- **HOW TO COMPLETE THIS TASK**: Exact reproduction of the following data is required.

- **INPUT DATA**:
[Start of section]

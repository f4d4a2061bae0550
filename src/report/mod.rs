//! HTML and JSON report rendering.

pub mod generator;
pub mod markup;

pub use generator::{build_output_map, ReportInput};
//! Score aggregation.
//!
//! Turns the nested test tree into weighted pass/partial/fail totals,
//! per test and per tool.

pub mod aggregator;

pub use aggregator::*;
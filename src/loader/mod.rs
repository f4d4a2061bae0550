//! Test suite loading.
//!
//! Discovers test definition files below a directory and parses them
//! into the [`Tests`] tree. Each `*.json` or `*.toml` file is one root
//! test named after its file stem; nested subtests live inside the file
//! under `subTests`.

use crate::models::{Test, Tests};
use std::fs;
use std::path::{Path, PathBuf};
use thiserror::Error;
use tracing::{debug, trace, warn};
use walkdir::{DirEntry, WalkDir};

/// Errors raised while loading the test suite.
#[derive(Debug, Error)]
pub enum LoadError {
    #[error("Tests directory not found: {0}")]
    MissingRoot(PathBuf),

    #[error("Failed to walk tests directory: {0}")]
    Walk(#[from] walkdir::Error),

    #[error("Failed to read {path}: {source}")]
    Read {
        path: PathBuf,
        #[source]
        source: std::io::Error,
    },

    #[error("Failed to parse {path}: {source}")]
    Json {
        path: PathBuf,
        #[source]
        source: serde_json::Error,
    },

    #[error("Failed to parse {path}: {source}")]
    Toml {
        path: PathBuf,
        #[source]
        source: toml::de::Error,
    },

    #[error("Duplicate test name '{name}' ({path})")]
    Duplicate { name: String, path: PathBuf },
}

/// Supported test definition formats.
#[derive(Debug, Clone, Copy, PartialEq, Eq)]
enum DefinitionFormat {
    Json,
    Toml,
}

impl DefinitionFormat {
    fn from_path(path: &Path) -> Option<Self> {
        match path.extension().and_then(|e| e.to_str()) {
            Some("json") => Some(DefinitionFormat::Json),
            Some("toml") => Some(DefinitionFormat::Toml),
            _ => None,
        }
    }
}

/// Loader for a directory of test definitions.
pub struct SuiteLoader {
    root: PathBuf,
}

impl SuiteLoader {
    /// Create a loader rooted at `root`.
    pub fn new(root: impl Into<PathBuf>) -> Self {
        Self { root: root.into() }
    }

    /// Load every test definition below the root.
    ///
    /// Files are visited in sorted path order; hidden files and
    /// directories are skipped.
    pub fn load(&self) -> Result<Tests, LoadError> {
        if !self.root.is_dir() {
            return Err(LoadError::MissingRoot(self.root.clone()));
        }

        let mut tests = Tests::new();

        let walker = WalkDir::new(&self.root)
            .sort_by_file_name()
            .into_iter()
            .filter_entry(|e| e.depth() == 0 || !is_hidden(e));

        for entry in walker {
            let entry = entry?;
            if !entry.file_type().is_file() {
                continue;
            }

            let path = entry.path();
            let Some(format) = DefinitionFormat::from_path(path) else {
                trace!("Skipping {}", path.display());
                continue;
            };
            let Some(name) = path.file_stem().and_then(|s| s.to_str()) else {
                warn!("Skipping {}: file name is not valid UTF-8", path.display());
                continue;
            };

            let test = parse_definition(path, format)?;
            debug!("Loaded test '{}' from {}", name, path.display());

            if tests.insert(name.to_string(), test).is_some() {
                return Err(LoadError::Duplicate {
                    name: name.to_string(),
                    path: path.to_path_buf(),
                });
            }
        }

        Ok(tests)
    }
}

fn is_hidden(entry: &DirEntry) -> bool {
    entry
        .file_name()
        .to_str()
        .map(|name| name.starts_with('.'))
        .unwrap_or(false)
}

fn parse_definition(path: &Path, format: DefinitionFormat) -> Result<Test, LoadError> {
    let content = fs::read_to_string(path).map_err(|source| LoadError::Read {
        path: path.to_path_buf(),
        source,
    })?;

    match format {
        DefinitionFormat::Json => serde_json::from_str(&content).map_err(|source| LoadError::Json {
            path: path.to_path_buf(),
            source,
        }),
        DefinitionFormat::Toml => toml::from_str(&content).map_err(|source| LoadError::Toml {
            path: path.to_path_buf(),
            source,
        }),
    }
}

/// Count every node (roots and subtests) in the suite.
pub fn count_nodes(tests: &Tests) -> usize {
    fn count(test: &Test) -> usize {
        1 + test.children().map(|(_, child)| count(child)).sum::<usize>()
    }

    tests.values().map(count).sum()
}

[End of section]

- **TASK SOLUTION**:
repository f4d4a2061bae0550
filename src/report/mod.rs
//! HTML and JSON report rendering.

pub mod generator;
pub mod markup;

pub use generator::{build_output_map, ReportInput};
//! Score aggregation.
//!
//! Turns the nested test tree into weighted pass/partial/fail totals,
//! per test and per tool.

pub mod aggregator;

pub use aggregator::*;
filename src/loader/mod.rs
repository f4d4a2061bae0550
//! Test suite loading.
//!
//! Discovers test definition files below a directory and parses them
//! into the [`Tests`] tree. Each `*.json` or `*.toml` file is one root
//! test named after its file stem; nested subtests live inside the file
//! under `subTests`.

use crate::models::{Test, Tests};
use std::fs;
use std::path::{Path, PathBuf};
use thiserror::Error;
use tracing::{debug, trace, warn};
use walkdir::{DirEntry, WalkDir};

/// Errors raised while loading the test suite.
#[derive(Debug, Error)]
pub enum LoadError {
    #[error("Tests directory not found: {0}")]
    MissingRoot(PathBuf),

    #[error("Failed to walk tests directory: {0}")]
    Walk(#[from] walkdir::Error),

    #[error("Failed to read {path}: {source}")]
    Read {
        path: PathBuf,
        #[source]
        source: std::io::Error,
    },

    #[error("Failed to parse {path}: {source}")]
    Json {
        path: PathBuf,
        #[source]
        source: serde_json::Error,
    },

    #[error("Failed to parse {path}: {source}")]
    Toml {
        path: PathBuf,
        #[source]
        source: toml::de::Error,
    },

    #[error("Duplicate test name '{name}' ({path})")]
    Duplicate { name: String, path: PathBuf },
}

/// Supported test definition formats.
#[derive(Debug, Clone, Copy, PartialEq, Eq)]
enum DefinitionFormat {
    Json,
    Toml,
}

impl DefinitionFormat {
    fn from_path(path: &Path) -> Option<Self> {
        match path.extension().and_then(|e| e.to_str()) {
            Some("json") => Some(DefinitionFormat::Json),
            Some("toml") => Some(DefinitionFormat::Toml),
            _ => None,
        }
    }
}

/// Loader for a directory of test definitions.
pub struct SuiteLoader {
    root: PathBuf,
}

impl SuiteLoader {
    /// Create a loader rooted at `root`.
    pub fn new(root: impl Into<PathBuf>) -> Self {
        Self { root: root.into() }
    }

    /// Load every test definition below the root.
    ///
    /// Files are visited in sorted path order; hidden files and
    /// directories are skipped.
    pub fn load(&self) -> Result<Tests, LoadError> {
        if !self.root.is_dir() {
            return Err(LoadError::MissingRoot(self.root.clone()));
        }

        let mut tests = Tests::new();

        let walker = WalkDir::new(&self.root)
            .sort_by_file_name()
            .into_iter()
            .filter_entry(|e| e.depth() == 0 || !is_hidden(e));

        for entry in walker {
            let entry = entry?;
            if !entry.file_type().is_file() {
                continue;
            }

            let path = entry.path();
            let Some(format) = DefinitionFormat::from_path(path) else {
                trace!("Skipping {}", path.display());
                continue;
            };
            let Some(name) = path.file_stem().and_then(|s| s.to_str()) else {
                warn!("Skipping {}: file name is not valid UTF-8", path.display());
                continue;
            };

            let test = parse_definition(path, format)?;
            debug!("Loaded test '{}' from {}", name, path.display());

            if tests.insert(name.to_string(), test).is_some() {
                return Err(LoadError::Duplicate {
                    name: name.to_string(),
                    path: path.to_path_buf(),
                });
            }
        }

        Ok(tests)
    }
}

fn is_hidden(entry: &DirEntry) -> bool {
    entry
        .file_name()
        .to_str()
        .map(|name| name.starts_with('.'))
        .unwrap_or(false)
}

fn parse_definition(path: &Path, format: DefinitionFormat) -> Result<Test, LoadError> {
    let content = fs::read_to_string(path).map_err(|source| LoadError::Read {
        path: path.to_path_buf(),
        source,
    })?;

    match format {
        DefinitionFormat::Json => serde_json::from_str(&content).map_err(|source| LoadError::Json {
            path: path.to_path_buf(),
            source,
        }),
        DefinitionFormat::Toml => toml::from_str(&content).map_err(|source| LoadError::Toml {
            path: path.to_path_buf(),
            source,
        }),
    }
}

/// Count every node (roots and subtests) in the suite.
pub fn count_nodes(tests: &Tests) -> usize {
    fn count(test: &Test) -> usize {
        1 + test.children().map(|(_, child)| count(child)).sum::<usize>()
    }

    tests.values().map(count).sum()
}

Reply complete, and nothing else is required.